No. 1 money mistake people in their 50s make

People in their 50s are often juggling a number of financial responsibilities, from paying for kids’ tuition to caring for elderly parents — on top of saving for their looming retirement.

You might feel like your life, retirement savings and finances are set in stone at this age. But this mindset can be one of the biggest financial mistakes you make in your 50s, says Autumn Knutson, certified financial planner and founder of Styled Wealth.

“In your 50s, you still have sufficient, if not ample, time to make the changes you want to make for the life you either want now or the life you want in your future and for your 60s and 70s,” she says. 

Here are three smart decisions to make with your money in your 50s, according to three certified financial planners. 

1. Secure long-term care insurance

As you inch closer to retirement, your 50s are a good time to consider long-term care insurance, says Andrew Fincher, a CFP and financial advisor at VLP Financial Advisors.

Separate from health insurance and Medicare, long-term care insurance covers expenses that often arise in your later years, such as assisted living care and at-home care.

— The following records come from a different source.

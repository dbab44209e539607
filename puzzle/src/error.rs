use std::fmt;
use std::error::Error;

///
/// Reasons why a set of control points cannot be fitted with a basis spline
///
#[derive(Clone, Debug, PartialEq)]
pub enum ControlPointError {
    /// A cubic fit needs at least 4 control points (the value is the number that were supplied)
    TooFewPoints(usize),

    /// An interior knot is not strictly inside the index range of the control points
    KnotOutOfRange(f64),

    /// The interior knots must be strictly increasing
    KnotsNotIncreasing,

    /// There are more spline coefficients than control points to determine them
    TooManyKnots { knots: usize, points: usize },

    /// The least-squares system for the fit has no unique solution
    SingularFit,

    /// A fit was prepared for one number of values but given a different number
    WrongNumberOfValues { expected: usize, actual: usize }
}

///
/// Errors that can occur while generating a puzzle
///
#[derive(Clone, Debug, PartialEq)]
pub enum PuzzleError {
    /// The control points (or the knots used to fit them) can't produce a spline
    InvalidControlPoints(ControlPointError),

    /// A curve can't be scaled because its endpoints (or the target endpoints) are in the same place
    DegenerateCurve,

    /// A lattice must have at least one row and one column
    InvalidDimensions { rows: usize, cols: usize },

    /// Jitter magnitudes must be finite and non-negative
    InvalidJitter(f64),

    /// Curves must be sampled at 2 or more points
    InvalidSampleCount(usize)
}

impl From<ControlPointError> for PuzzleError {
    fn from(err: ControlPointError) -> PuzzleError {
        PuzzleError::InvalidControlPoints(err)
    }
}

impl fmt::Display for ControlPointError {
    fn fmt(&self, f: &mut fmt::Formatter<'_>) -> fmt::Result {
        use self::ControlPointError::*;

        match self {
            TooFewPoints(count)                      => write!(f, "at least 4 control points are required (got {})", count),
            KnotOutOfRange(knot)                     => write!(f, "knot {} is outside the control point index range", knot),
            KnotsNotIncreasing                       => write!(f, "knots must be strictly increasing"),
            TooManyKnots { knots, points }           => write!(f, "{} knots need more than {} control points", knots, points),
            SingularFit                              => write!(f, "the control points do not determine a unique spline"),
            WrongNumberOfValues { expected, actual } => write!(f, "expected {} values to fit (got {})", expected, actual)
        }
    }
}

impl fmt::Display for PuzzleError {
    fn fmt(&self, f: &mut fmt::Formatter<'_>) -> fmt::Result {
        use self::PuzzleError::*;

        match self {
            InvalidControlPoints(err)           => write!(f, "invalid control points: {}", err),
            DegenerateCurve                     => write!(f, "cannot scale a curve between two identical points"),
            InvalidDimensions { rows, cols }    => write!(f, "invalid lattice dimensions {}x{}", rows, cols),
            InvalidJitter(jitter)               => write!(f, "invalid jitter magnitude {}", jitter),
            InvalidSampleCount(count)           => write!(f, "curves need at least 2 samples (got {})", count)
        }
    }
}

impl Error for ControlPointError { }

impl Error for PuzzleError {
    fn source(&self) -> Option<&(dyn Error + 'static)> {
        match self {
            PuzzleError::InvalidControlPoints(err)  => Some(err),
            _                                       => None
        }
    }
}
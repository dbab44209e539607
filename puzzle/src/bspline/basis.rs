use super::knots::*;

///
/// Finds the index of the knot span containing `t`
///
/// The result `span` satisfies `knots[span] <= t < knots[span+1]`, except at the very end of the
/// parameter range where the last non-empty span is returned.
///
pub fn find_span(knots: &KnotVector, t: f64) -> usize {
    let knot_values = knots.knots();
    let last        = knots.num_coefficients()-1;

    if t >= knot_values[last+1] {
        return last;
    }

    if t <= knot_values[DEGREE] {
        return DEGREE;
    }

    // Binary search between the clamped ends
    let mut low     = DEGREE;
    let mut high    = last+1;
    let mut mid     = (low+high)/2;

    while t < knot_values[mid] || t >= knot_values[mid+1] {
        if t < knot_values[mid] {
            high = mid;
        } else {
            low = mid;
        }

        mid = (low+high)/2;
    }

    mid
}

///
/// Computes the `DEGREE+1` basis functions that are non-zero in a span at the parameter `t`
///
/// Entry `i` is the value of basis function `span-DEGREE+i`. The values always sum to 1.
///
pub fn basis_functions(knots: &KnotVector, span: usize, t: f64) -> [f64; DEGREE+1] {
    let knot_values     = knots.knots();
    let mut basis       = [0.0; DEGREE+1];
    let mut left        = [0.0; DEGREE+1];
    let mut right       = [0.0; DEGREE+1];

    basis[0] = 1.0;

    for j in 1..=DEGREE {
        left[j]         = t - knot_values[span+1-j];
        right[j]        = knot_values[span+j] - t;
        let mut saved   = 0.0;

        for r in 0..j {
            let temp    = basis[r] / (right[r+1] + left[j-r]);
            basis[r]    = saved + right[r+1]*temp;
            saved       = left[j-r]*temp;
        }

        basis[j] = saved;
    }

    basis
}

///
/// Evaluates every basis function at `t`, returning one weight per spline coefficient
///
pub fn basis_row(knots: &KnotVector, t: f64) -> Vec<f64> {
    let mut row = vec![0.0; knots.num_coefficients()];
    let span    = find_span(knots, t);
    let basis   = basis_functions(knots, span, t);

    for (offset, weight) in basis.iter().enumerate() {
        row[span-DEGREE+offset] = *weight;
    }

    row
}

///
/// Evaluates the spline with the specified coefficients at `t`
///
/// Parameters outside of the knot range are clamped, and the ends evaluate exactly to the first
/// and last coefficients.
///
pub fn evaluate(knots: &KnotVector, coefficients: &[f64], t: f64) -> f64 {
    if t <= knots.start() {
        coefficients[0]
    } else if t >= knots.end() {
        coefficients[coefficients.len()-1]
    } else {
        let span    = find_span(knots, t);
        let basis   = basis_functions(knots, span, t);

        basis.iter()
            .enumerate()
            .map(|(offset, weight)| coefficients[span-DEGREE+offset] * weight)
            .sum()
    }
}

Long-term care insurance can help you tackle rising care costs — the median price of a private room in an assisted living facility was $64,200 per year, according to Genworth’s 2023 Cost of Care survey. Buying coverage now can also protect you from paying high premiums later. 

“Once you get to your 60s, [insurance companies] really jack up the premiums and it can be very costly,” says Fincher. “In your 50s, there’s a little bit more flexibility there to cover any cognitive disabilities. Having coverage on that can really help from hurting your spouse or your children.”

2. Try to increase your 401(k) contribution

With retirement approaching, try to add as much as you can to your 401(k) contribution, says Marguerita Cheng, a certified financial planner, CEO of Blue Ocean Global and member of CNBC’s Advisor Council. 

“Every January, increase your 401(k) contribution by 1%, if you’re not already maxing it out,” she says. 

A 55-year-old earning $80,000 per year could have an additional $16,779 in their retirement fund at 67 if they increase contributions by 1%, according to calculations from Fidelity Investments. That’s assuming an investment growth rate of 5.5%, consistent employment and a hypothetical salary growth rate of 4% a year.

“Don’t obsess over the past in the present [when] planning for the future,” says Cheng. “Now that you know these strategies, see if you can put any one of them into force, into action.”